Question

The value of the surface integral $\iint_S (2x + z) dy dz + (2x + z) dz dx + (2z + y) dx dy$ over the sphere $S: x^2 + y^2 + z^2 = 9$ is

• A. $72\pi$
• B. $144\pi$
• C. $36\pi$
• D. $432\pi$

Hint:

When evaluating surface integrals over closed surfaces, the Divergence Theorem is often a simpler approach than direct integration.

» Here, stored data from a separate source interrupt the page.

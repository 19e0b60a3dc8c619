use anyhow::Result;
use std::path::Path;

use crate::ui::prelude::{Level, emit};

use super::chapters::normalize_chapters;
use super::description::extract_tracks;
use super::error::ResolveError;
use super::timestamp::Timestamp;
use super::track::{Chapter, PendingTrack, Track};

/// Reports the total length of a local audio file.
pub trait DurationProbe {
    fn probe_duration(&self, audio: &Path) -> Result<Timestamp>;
}

/// A duration known up front, e.g. from `--duration` or source metadata.
#[derive(Debug, Clone, Copy)]
pub struct FixedDuration(pub Timestamp);

impl DurationProbe for FixedDuration {
    fn probe_duration(&self, _audio: &Path) -> Result<Timestamp> {
        Ok(self.0)
    }
}

/// Where the track boundaries come from. Chosen explicitly by the caller.
#[derive(Debug, Clone)]
pub enum TrackSource {
    Chapters(Vec<Chapter>),
    Description(String),
}

impl TrackSource {
    pub fn label(&self) -> &'static str {
        match self {
            TrackSource::Chapters(_) => "chapters",
            TrackSource::Description(_) => "description",
        }
    }
}

/// Build the final track list. Every returned track has a concrete end.
///
/// Chapter times are trusted as given; a chapter without an end takes the next
/// chapter's start. Description tracks are stitched and their start order is
/// validated. On either path an open final end is filled from `probe` over
/// `audio`, and `probe` is only consulted when that end is still open.
pub fn resolve_tracks(
    source: TrackSource,
    source_title: &str,
    audio: &Path,
    probe: &dyn DurationProbe,
) -> Result<Vec<Track>, ResolveError> {
    emit(
        Level::Debug,
        "split.resolve.source",
        &format!("Reading track boundaries for '{}' from {}", source_title, source.label()),
        None,
    );

    let tracks = match source {
        TrackSource::Chapters(chapters) => {
            close_final_boundary(normalize_chapters(chapters), source_title, audio, probe)?
        }
        TrackSource::Description(text) => {
            let pending = extract_tracks(&text, source_title)?;
            let tracks = close_final_boundary(pending, source_title, audio, probe)?;
            check_start_order(&tracks)?;
            tracks
        }
    };

    if tracks.is_empty() {
        return Err(ResolveError::NoTimestampsFound {
            source_title: source_title.to_string(),
        });
    }

    Ok(tracks)
}

fn close_final_boundary(
    pending: Vec<PendingTrack>,
    source_title: &str,
    audio: &Path,
    probe: &dyn DurationProbe,
) -> Result<Vec<Track>, ResolveError> {
    if pending.is_empty() {
        return Err(ResolveError::NoTimestampsFound {
            source_title: source_title.to_string(),
        });
    }

    let count = pending.len();
    let mut tracks = Vec::with_capacity(count);
    let mut starts = pending.iter().map(|p| p.start).skip(1).collect::<Vec<_>>().into_iter();

    for entry in pending {
        let next_start = starts.next();
        let end = match entry.end.or(next_start) {
            Some(end) => end,
            None => probe_total(entry.start, audio, probe)?,
        };
        tracks.push(entry.resolve(end));
    }

    Ok(tracks)
}

fn probe_total(
    last_start: Timestamp,
    audio: &Path,
    probe: &dyn DurationProbe,
) -> Result<Timestamp, ResolveError> {
    let total = probe
        .probe_duration(audio)
        .map_err(|err| ResolveError::UnresolvableFinalBoundary {
            audio: audio.to_path_buf(),
            reason: format!("{err:#}"),
        })?;

    if total <= last_start {
        return Err(ResolveError::UnresolvableFinalBoundary {
            audio: audio.to_path_buf(),
            reason: format!("duration {total} does not reach past the final track start {last_start}"),
        });
    }

    Ok(total)
}

fn check_start_order(tracks: &[Track]) -> Result<(), ResolveError> {
    for (index, pair) in tracks.windows(2).enumerate() {
        let (previous, current) = (&pair[0], &pair[1]);
        if current.start < previous.start {
            return Err(ResolveError::OutOfOrder {
                position: index + 2,
                title: current.title.clone(),
                start: current.start,
                previous: previous.start,
            });
        }
    }
    Ok(())
}
use once_cell::sync::Lazy;
use regex::Regex;

use super::track::{Chapter, PendingTrack};

/// Leading list numbering such as `3. `, `03 - ` or `12-`.
static ORDINAL_PREFIX: Lazy<Regex> =
    Lazy::new(|| Regex::new(r"^[0-9]+\.? ?-? ?").expect("ordinal prefix pattern is valid"));

/// Numbering that is clearly list punctuation: `3. `, `03 - `, `12-`.
static LISTED_ORDINAL: Lazy<Regex> =
    Lazy::new(|| Regex::new(r"^[0-9]+(?:\.|\s*-)\s*").expect("listed ordinal pattern is valid"));

/// Remove one leading ordinal prefix, unless that would leave nothing behind.
pub fn strip_ordinal_prefix(title: &str) -> String {
    let stripped = ORDINAL_PREFIX.replace(title, "");
    if stripped.trim().is_empty() {
        return title.to_string();
    }
    stripped.into_owned()
}

/// `title` without its punctuated list number, or `None` when it has none.
///
/// Bare leading digits (`"99 Luftballons"`) are part of the title.
pub fn strip_listed_ordinal(title: &str) -> Option<String> {
    let found = LISTED_ORDINAL.find(title)?;
    let rest = title[found.end()..].trim();
    (!rest.is_empty()).then(|| rest.to_string())
}

/// Turn metadata chapters into tracks. Order and times are kept as given;
/// a missing end is left open for the resolver.
pub fn normalize_chapters(chapters: Vec<Chapter>) -> Vec<PendingTrack> {
    chapters
        .into_iter()
        .map(|chapter| {
            PendingTrack::new(strip_ordinal_prefix(&chapter.title), chapter.start, chapter.end)
        })
        .collect()
}

#[cfg(test)]
mod tests {
    use super::*;
    use crate::split::timestamp::Timestamp;

    #[test]
    fn strips_common_numbering_styles() {
        assert_eq!(strip_ordinal_prefix("03 - Intro"), "Intro");
        assert_eq!(strip_ordinal_prefix("3. Title"), "Title");
        assert_eq!(strip_ordinal_prefix("12-Outro"), "Outro");
        assert_eq!(strip_ordinal_prefix("7 Nation Army"), "Nation Army");
    }

    #[test]
    fn leaves_unnumbered_titles_alone() {
        assert_eq!(strip_ordinal_prefix("Intro"), "Intro");
        assert_eq!(strip_ordinal_prefix("Intro 2"), "Intro 2");
    }

    #[test]
    fn only_the_first_prefix_is_removed() {
        assert_eq!(strip_ordinal_prefix("1. 2. Second"), "2. Second");
    }

    #[test]
    fn never_empties_a_title() {
        assert_eq!(strip_ordinal_prefix("1984"), "1984");
        assert_eq!(strip_ordinal_prefix("2. "), "2. ");
    }

    #[test]
    fn listed_ordinals_need_punctuation() {
        assert_eq!(strip_listed_ordinal("01. Intro").as_deref(), Some("Intro"));
        assert_eq!(strip_listed_ordinal("3 - Theme").as_deref(), Some("Theme"));
        assert_eq!(strip_listed_ordinal("12-Outro").as_deref(), Some("Outro"));
        assert_eq!(strip_listed_ordinal("99 Luftballons"), None);
        assert_eq!(strip_listed_ordinal("1999"), None);
        assert_eq!(strip_listed_ordinal("4."), None);
    }

    #[test]
    fn normalize_keeps_order_and_times() {
        let chapters = vec![
            Chapter {
                title: "01. Opening".to_string(),
                start: Timestamp::from_secs(0),
                end: Some(Timestamp::from_secs(95)),
            },
            Chapter {
                title: "02 - Closing".to_string(),
                start: Timestamp::from_secs(95),
                end: None,
            },
        ];

        let tracks = normalize_chapters(chapters);
        assert_eq!(
            tracks,
            vec![
                PendingTrack::new("Opening", Timestamp::from_secs(0), Some(Timestamp::from_secs(95))),
                PendingTrack::new("Closing", Timestamp::from_secs(95), None),
            ]
        );
    }
}
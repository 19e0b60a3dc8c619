use anyhow::{Context, Result};
use serde::{Deserialize, Serialize};
use std::fs;
use std::path::{Path, PathBuf};

use crate::common::paths;

#[derive(Debug, Clone, PartialEq, Serialize, Deserialize)]
#[serde(default)]
pub struct SplitConfig {
    /// Output name template; `{creator}`, `{album}`, `{id}` and `{track}` are replaced
    pub template: String,
    /// Directory the rendered template is relative to
    pub output_dir: PathBuf,
    /// Audio format yt-dlp extracts to
    pub audio_format: String,
    /// Audio quality passed to yt-dlp
    pub audio_quality: String,
    /// Use chapters when the source has them
    pub prefer_chapters: bool,
}

impl Default for SplitConfig {
    fn default() -> Self {
        Self {
            template: Self::DEFAULT_TEMPLATE.to_string(),
            output_dir: PathBuf::from("."),
            audio_format: Self::DEFAULT_AUDIO_FORMAT.to_string(),
            audio_quality: Self::DEFAULT_AUDIO_QUALITY.to_string(),
            prefer_chapters: true,
        }
    }
}

impl SplitConfig {
    pub const DEFAULT_TEMPLATE: &'static str = "{creator}/{album}/{id}. {track}.mp3";
    pub const DEFAULT_AUDIO_FORMAT: &'static str = "mp3";
    pub const DEFAULT_AUDIO_QUALITY: &'static str = "192K";

    pub fn load() -> Result<Self> {
        Self::load_from_path(paths::config_file_path()?)
    }

    pub fn load_from_path(path: impl AsRef<Path>) -> Result<Self> {
        let path = path.as_ref();

        if !path.exists() {
            let config = Self::default();
            config.save_to_path(path)?;
            return Ok(config);
        }

        let contents = fs::read_to_string(path)
            .with_context(|| format!("reading config from {}", path.display()))?;
        let mut config: Self = toml::from_str(&contents)
            .with_context(|| format!("parsing config at {}", path.display()))?;
        config.repair();
        Ok(config)
    }

    pub fn save_to_path(&self, path: impl AsRef<Path>) -> Result<()> {
        let path = path.as_ref();
        if let Some(parent) = path.parent() {
            fs::create_dir_all(parent)
                .with_context(|| format!("creating config directory {}", parent.display()))?;
        }

        let toml = toml::to_string_pretty(self).context("serializing config")?;
        fs::write(path, toml).with_context(|| format!("writing config to {}", path.display()))?;
        Ok(())
    }

    /// Blank values fall back to defaults
    fn repair(&mut self) {
        let defaults = Self::default();
        if self.template.trim().is_empty() {
            self.template = defaults.template;
        }
        if self.audio_format.trim().is_empty() {
            self.audio_format = defaults.audio_format;
        }
        if self.audio_quality.trim().is_empty() {
            self.audio_quality = defaults.audio_quality;
        }
        if self.output_dir.as_os_str().is_empty() {
            self.output_dir = defaults.output_dir;
        }
    }
}

#[cfg(test)]
mod tests {
    use super::*;
    use tempfile::tempdir;

    #[test]
    fn missing_file_is_created_with_defaults() {
        let dir = tempdir().unwrap();
        let path = dir.path().join("nested").join("config.toml");

        let config = SplitConfig::load_from_path(&path).unwrap();

        assert_eq!(config, SplitConfig::default());
        assert!(path.exists());
        let written = fs::read_to_string(&path).unwrap();
        assert!(written.contains("prefer_chapters = true"));
    }

    #[test]
    fn partial_file_keeps_defaults_for_missing_keys() {
        let dir = tempdir().unwrap();
        let path = dir.path().join("config.toml");
        fs::write(&path, "prefer_chapters = false\ntemplate = \"{id} {track}.opus\"\n").unwrap();

        let config = SplitConfig::load_from_path(&path).unwrap();

        assert!(!config.prefer_chapters);
        assert_eq!(config.template, "{id} {track}.opus");
        assert_eq!(config.audio_format, SplitConfig::DEFAULT_AUDIO_FORMAT);
    }

    #[test]
    fn blank_values_are_repaired() {
        let dir = tempdir().unwrap();
        let path = dir.path().join("config.toml");
        fs::write(&path, "template = \"  \"\naudio_format = \"\"\n").unwrap();

        let config = SplitConfig::load_from_path(&path).unwrap();

        assert_eq!(config.template, SplitConfig::DEFAULT_TEMPLATE);
        assert_eq!(config.audio_format, SplitConfig::DEFAULT_AUDIO_FORMAT);
    }

    #[test]
    fn invalid_toml_is_reported() {
        let dir = tempdir().unwrap();
        let path = dir.path().join("config.toml");
        fs::write(&path, "prefer_chapters = maybe").unwrap();

        let err = SplitConfig::load_from_path(&path).unwrap_err();
        assert!(format!("{err:#}").contains("parsing config"));
    }
}
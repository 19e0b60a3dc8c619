//! External programs mixsplit shells out to.

use anyhow::{Result, bail};
use std::path::PathBuf;

/// A command-line tool that must be on `PATH` for a step to run.
#[derive(Debug, Clone, Copy)]
pub struct RequiredTool {
    pub program: &'static str,
    pub purpose: &'static str,
    pub install_hint: &'static str,
}

pub const FFMPEG: RequiredTool = RequiredTool {
    program: "ffmpeg",
    purpose: "cutting tracks",
    install_hint: "install ffmpeg from your package manager",
};

pub const FFPROBE: RequiredTool = RequiredTool {
    program: "ffprobe",
    purpose: "probing the audio duration",
    install_hint: "ffprobe ships with ffmpeg",
};

pub const YT_DLP: RequiredTool = RequiredTool {
    program: "yt-dlp",
    purpose: "fetching metadata and audio",
    install_hint: "install yt-dlp (pipx install yt-dlp)",
};

impl RequiredTool {
    pub fn locate(self) -> Result<PathBuf> {
        match which::which(self.program) {
            Ok(path) => Ok(path),
            Err(_) => bail!(
                "`{}` is required for {} but was not found in PATH; {}",
                self.program,
                self.purpose,
                self.install_hint
            ),
        }
    }
}

pub fn ensure_available(tools: &[RequiredTool]) -> Result<()> {
    for tool in tools {
        tool.locate()?;
    }
    Ok(())
}
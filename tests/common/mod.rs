use anyhow::Result;
use std::fs;
use std::path::{Path, PathBuf};
use tempfile::TempDir;

/// Isolated home, config and cache directories for one test run.
pub struct TestEnvironment {
    temp_dir: TempDir,
}

impl TestEnvironment {
    pub fn new() -> Result<Self> {
        let temp_dir = tempfile::tempdir()?;
        for dir in ["home", "config", "cache", "out"] {
            fs::create_dir_all(temp_dir.path().join(dir))?;
        }
        Ok(Self { temp_dir })
    }

    pub fn path(&self) -> &Path {
        self.temp_dir.path()
    }

    pub fn home(&self) -> PathBuf {
        self.path().join("home")
    }

    pub fn config_home(&self) -> PathBuf {
        self.path().join("config")
    }

    pub fn cache_home(&self) -> PathBuf {
        self.path().join("cache")
    }

    pub fn output_dir(&self) -> PathBuf {
        self.path().join("out")
    }

    pub fn config_file(&self) -> PathBuf {
        self.config_home().join("mixsplit").join("config.toml")
    }

    /// Write a yt-dlp style info JSON and return its path.
    pub fn write_info_json(&self, name: &str, json: &str) -> Result<PathBuf> {
        let path = self.path().join(name);
        fs::write(&path, json)?;
        Ok(path)
    }

    /// A stand-in audio file; only its existence matters for dry runs.
    pub fn write_audio(&self, name: &str) -> Result<PathBuf> {
        let path = self.path().join(name);
        fs::write(&path, b"not really audio")?;
        Ok(path)
    }
}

Remember to correctly compute the divergence of the vector field and the volume of the enclosed region.

Answer 1

The Correct Option is B

Let the vector field be $\mathbf{F} = (2x + z) \mathbf{i} + (2x + z) \mathbf{j} + (2z + y) \mathbf{k}$. The surface integral can be written as $\iint_S \mathbf{F} \cdot \mathbf{n} \, dS$. Since $S$ is a closed surface (a sphere), we can use the Divergence Theorem: $$\iint_S \mathbf{F} \cdot \mathbf{n} \, dS = \iiint_V (\nabla \cdot \mathbf{F}) \, dV$$ where $V$ is the volume enclosed by the sphere $x^2 + y^2 + z^2 = 9$. First, calculate the divergence of $\mathbf{F}$:
$$\nabla \cdot \mathbf{F} = \frac{\partial}{\partial x}(2x + z) + \frac{\partial}{\partial y}(2x + z) + \frac{\partial}{\partial z}(2z + y) = 2 + 0 + 2 = 4$$ Next, calculate the volume of the sphere $x^2 + y^2 + z^2 = 9$. The radius of the sphere is $R = \sqrt{9} = 3$. The volume of a sphere is given by $V = \frac{4}{3} \pi R^3$. $$V = \frac{4}{3} \pi (3)^3 = \frac{4}{3} \pi (27) = 36\pi$$ Now, evaluate the volume integral:
$$\iiint_V (\nabla \cdot \mathbf{F}) \, dV = \iiint_V 4 \, dV = 4 \iiint_V dV = 4 \times ({Volume of the sphere})$$ $$\iiint_V 4 \, dV = 4 \times 36\pi = 144\pi$$ Thus, the value of the surface integral is $144\pi$.